Pew Research has shown that younger people are the ones utilizing the internet more. From Tanzania to South Africa, 34 to 75 percent of people aged 18-29 utilize the internet. This group of users is breathing life into technological advancements.

One such case is Peter Kariuki, a Kenyan native, who recognized the growing issue of road accidents in Africa. Road accidents are now the eighth leading cause of death in all of Africa, at 1.35 million deaths in 2016, beating tuberculosis. Peter Kariuki has created CanGo (formerly SafeMoto), a ride-sharing app that links a user with a safe and experienced motorcyclist in the hopes of lowering the rate of traffic accidents 

CareAI

Outside influence has trickled into Africa. One such influence comes in the form of the European Commission and CareAI. CareAI is a computing system that can diagnose diseases anonymously using blockchain. Blockchain is a decentralized growing list of records or blocks that cryptography links.

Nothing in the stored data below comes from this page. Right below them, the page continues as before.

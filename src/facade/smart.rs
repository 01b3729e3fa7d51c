//! Dependency-Tracked Cache
//!
//! Wraps a [`CachedFetcher`] with a dependency index so related entries
//! can be invalidated as a group, e.g. every response derived from one
//! user record.

use std::collections::{HashMap, HashSet};
use std::sync::Arc;
use std::time::Duration;

use tokio::sync::RwLock;
use tracing::debug;

use crate::error::Result;
use crate::facade::CachedFetcher;

// == Smart Cache ==
/// Cache facade with dependency-based bulk invalidation.
///
/// Dependency entries are pruned only by
/// [`invalidate_dependency`](Self::invalidate_dependency): keys
/// registered under a dependency that is never invalidated leave the
/// index entry behind until then. Register dependencies only for data
/// that has a real invalidation trigger.
pub struct SmartCache<T> {
    inner: CachedFetcher<T>,
    dependencies: Arc<RwLock<HashMap<String, HashSet<String>>>>,
}

impl<T> SmartCache<T>
where
    T: Clone + Send + Sync + 'static,
{
    // == Constructor ==
    /// Wraps an existing facade with a fresh dependency index.
    pub fn new(inner: CachedFetcher<T>) -> Self {
        Self {
            inner,
            dependencies: Arc::new(RwLock::new(HashMap::new())),
        }
    }

    // == Insert With Dependencies ==
    /// Inserts a value and registers its key under each dependency.
    pub async fn insert_with_dependencies(
        &self,
        key: &str,
        value: T,
        ttl: Option<Duration>,
        deps: &[&str],
    ) -> Result<()> {
        self.inner.insert(key, value, ttl).await?;

        let mut index = self.dependencies.write().await;
        for dep in deps {
            index
                .entry(dep.to_string())
                .or_default()
                .insert(key.to_string());
        }
        Ok(())
    }

    // == Invalidate Dependency ==
    /// Deletes every key registered under `dependency`, then clears the
    /// dependency's index entry.
    ///
    /// Returns the number of cache entries actually removed; keys that
    /// were already evicted or expired are not counted.
    pub async fn invalidate_dependency(&self, dependency: &str) -> usize {
        let keys = {
            let mut index = self.dependencies.write().await;
            index.remove(dependency).unwrap_or_default()
        };

        let mut removed = 0;
        for key in &keys {
            if self.inner.invalidate(key).await {
                removed += 1;
            }
        }

        debug!(dependency, tracked = keys.len(), removed, "invalidated dependency");
        removed
    }

    // == Delegated Reads ==
    /// Returns the cached value without fetching on a miss.
    pub async fn get_cached(&self, key: &str) -> Result<T> {
        self.inner.get_cached(key).await
    }

    /// Peek: true if a fresh entry exists.
    pub async fn has(&self, key: &str) -> bool {
        self.inner.has(key).await
    }

    /// Access to the wrapped facade for fetches and introspection.
    pub fn fetcher(&self) -> &CachedFetcher<T> {
        &self.inner
    }
}

impl<T> Clone for SmartCache<T> {
    fn clone(&self) -> Self {
        Self {
            inner: self.inner.clone(),
            dependencies: Arc::clone(&self.dependencies),
        }
    }
}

Malaria, typhoid fever and tuberculosis are some types of diseases that CareAI can test and identify and can do so in an anonymous manner. This anonymity allows migrants, minorities and those without health care to receive the diagnosis without the fear of others outing or persecuting them. The next step after the diagnosis is for CareAI to prescribe an individual with a prescription through an NGO, a nonprofit organization that operates independently of any government or even an NGO doctor. 

M-Pesa

Technological advancements in Africa have helped regions connect via the internet and mobile devices. Widespread use of the platform has increased communication and facilitated technical improvements that improve internet connections.

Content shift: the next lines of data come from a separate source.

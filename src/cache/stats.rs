//! Cache Statistics Module
//!
//! Tracks cache performance metrics: hits, misses, evictions, expirations
//! and rejected inserts, plus entry/byte gauges and configured bounds.

use serde::Serialize;

// == Cache Stats ==
/// Cache performance counters and capacity gauges.
#[derive(Debug, Clone, Default, Serialize)]
pub struct CacheStats {
    /// Number of successful cache retrievals
    pub hits: u64,
    /// Number of failed cache retrievals (key not found or expired)
    pub misses: u64,
    /// Number of entries evicted by the LRU policy
    pub evictions: u64,
    /// Number of entries dropped because their TTL elapsed
    pub expirations: u64,
    /// Number of inserts rejected by the byte bound
    pub rejected: u64,
    /// Current number of entries in the cache
    pub total_entries: usize,
    /// Cumulative weighed size of resident entries, 0 without a weigher
    pub total_bytes: usize,
    /// Configured entry count bound
    pub max_entries: usize,
    /// Configured byte bound, None = unbounded by size
    pub max_bytes: Option<usize>,
}

impl CacheStats {
    // == Constructor ==
    /// Creates stats with all counters at zero and the given bounds.
    pub fn new(max_entries: usize, max_bytes: Option<usize>) -> Self {
        Self {
            max_entries,
            max_bytes,
            ..Self::default()
        }
    }

    // == Hit Rate ==
    /// Calculates the cache hit rate.
    ///
    /// Returns hits / (hits + misses), or 0.0 if no reads have been made.
    pub fn hit_rate(&self) -> f64 {
        let total = self.hits + self.misses;
        if total == 0 {
            0.0
        } else {
            self.hits as f64 / total as f64
        }
    }

    // == Record Hit ==
    pub fn record_hit(&mut self) {
        self.hits += 1;
    }

    // == Record Miss ==
    pub fn record_miss(&mut self) {
        self.misses += 1;
    }

    // == Record Eviction ==
    pub fn record_eviction(&mut self) {
        self.evictions += 1;
    }

    // == Record Expiration ==
    pub fn record_expiration(&mut self) {
        self.expirations += 1;
    }

    // == Record Rejection ==
    pub fn record_rejection(&mut self) {
        self.rejected += 1;
    }

    // == Update Gauges ==
    /// Updates the entry and byte gauges.
    pub fn set_totals(&mut self, entries: usize, bytes: usize) {
        self.total_entries = entries;
        self.total_bytes = bytes;
    }
}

An offshoot of this connectivity has brought an age of innovation, such as the app M-Pesa which acts as a digital wallet that allows for remote withdrawals without having to visit a bank. With this increased acceptance of technology in Africa, outside organizations have begun to invest in helping Africa, such as U.S. company Zipline. Zipline’s partnership with Rwanda delivers blood and plasma via drones. Technology has aided Africa’s ascent to modernization and will keep improving as long as innovation exists.

With health care innovation, Africa can easily provide medical attention to those living in remote areas. The increasing connectivity of African society benefits not only the welfare of the nation but computer media connections. Outside of health care, technological advancement in Africa has improved manners of access to finances, ridesharing and social media. Africa has taken a step in the right direction in focusing on technological improvements, and people can provide assistance through the African Technology Foundation with its mentorship or partnership programs that focus on providing the education and resources necessary for technological advancements in Africa.